* **Exercise objective**
Give only the number of lines in these records that contain the word "cannot".

* **Information provided**
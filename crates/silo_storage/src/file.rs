//! File-based storage backend for persistent storage.

use crate::backend::StorageBackend;
use crate::error::{StorageError, StorageResult};
use parking_lot::RwLock;
use std::fs::{File, OpenOptions};
use std::io::{Read, Seek, SeekFrom, Write};
use std::path::{Path, PathBuf};

/// A file-based storage backend.
///
/// This backend provides persistent storage using OS file APIs.
/// Data survives process restarts.
///
/// # Durability
///
/// - `flush()` calls `File::flush()` to push data to the OS
/// - `sync()` calls `File::sync_all()` to ensure data is on disk
///
/// # Thread Safety
///
/// This backend is thread-safe and can be shared across threads.
/// Internal locking ensures consistent access.
///
/// # Example
///
/// ```no_run
/// use silo_storage::{StorageBackend, FileBackend};
/// use std::path::Path;
///
/// let mut backend = FileBackend::open(Path::new("1.dat")).unwrap();
/// let offset = backend.append(b"persistent data").unwrap();
/// backend.sync().unwrap();
/// ```
#[derive(Debug)]
pub struct FileBackend {
    path: PathBuf,
    file: RwLock<File>,
    size: RwLock<u64>,
}

impl FileBackend {
    /// Opens or creates a file backend at the given path.
    ///
    /// If the file exists, it is opened for reading and appending.
    /// If it doesn't exist, a new file is created.
    ///
    /// # Errors
    ///
    /// Returns an error if the file cannot be opened or created.
    pub fn open(path: &Path) -> StorageResult<Self> {
        let file = OpenOptions::new()
            .read(true)
            .write(true)
            .create(true)
            .truncate(false)
            .open(path)?;

        let size = file.metadata()?.len();

        Ok(Self {
            path: path.to_path_buf(),
            file: RwLock::new(file),
            size: RwLock::new(size),
        })
    }

    /// Opens an existing file backend; fails if the file does not exist.
    ///
    /// # Errors
    ///
    /// Returns an error if the file is missing or cannot be opened.
    pub fn open_existing(path: &Path) -> StorageResult<Self> {
        let file = OpenOptions::new().read(true).write(true).open(path)?;
        let size = file.metadata()?.len();

        Ok(Self {
            path: path.to_path_buf(),
            file: RwLock::new(file),
            size: RwLock::new(size),
        })
    }

    /// Returns the path to the underlying file.
    #[must_use]
    pub fn path(&self) -> &Path {
        &self.path
    }
}

impl StorageBackend for FileBackend {
    fn read_at(&self, offset: u64, len: usize) -> StorageResult<Vec<u8>> {
        let size = *self.size.read();
        let end = offset.saturating_add(len as u64);

        if offset > size || end > size {
            return Err(StorageError::ReadPastEnd { offset, len, size });
        }

        if len == 0 {
            return Ok(Vec::new());
        }

        let mut file = self.file.write();
        file.seek(SeekFrom::Start(offset))?;

        let mut buffer = vec![0u8; len];
        file.read_exact(&mut buffer)?;

        Ok(buffer)
    }

    fn append(&mut self, data: &[u8]) -> StorageResult<u64> {
        if data.is_empty() {
            return Ok(*self.size.read());
        }

        let mut file = self.file.write();
        let mut size = self.size.write();

        let offset = *size;
        file.seek(SeekFrom::End(0))?;
        file.write_all(data)?;
        *size += data.len() as u64;

        Ok(offset)
    }

    fn write_at(&mut self, offset: u64, data: &[u8]) -> StorageResult<()> {
        let size = *self.size.read();
        let end = offset.saturating_add(data.len() as u64);

        if end > size {
            return Err(StorageError::WritePastEnd {
                offset,
                len: data.len(),
                size,
            });
        }

        let mut file = self.file.write();
        file.seek(SeekFrom::Start(offset))?;
        file.write_all(data)?;

        Ok(())
    }

    fn flush(&mut self) -> StorageResult<()> {
        let mut file = self.file.write();
        file.flush()?;
        Ok(())
    }

    fn size(&self) -> StorageResult<u64> {
        Ok(*self.size.read())
    }

    fn sync(&mut self) -> StorageResult<()> {
        let file = self.file.write();
        file.sync_all()?;
        Ok(())
    }

    fn truncate(&mut self, new_size: u64) -> StorageResult<()> {
        let file = self.file.write();
        let mut size = self.size.write();

        if new_size > *size {
            return Err(StorageError::Io(std::io::Error::new(
                std::io::ErrorKind::InvalidInput,
                format!(
                    "cannot truncate to size {} which is greater than current size {}",
                    new_size, *size
                ),
            )));
        }

        file.set_len(new_size)?;
        file.sync_all()?;
        *size = new_size;

        Ok(())
    }
}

* **Your solution**
3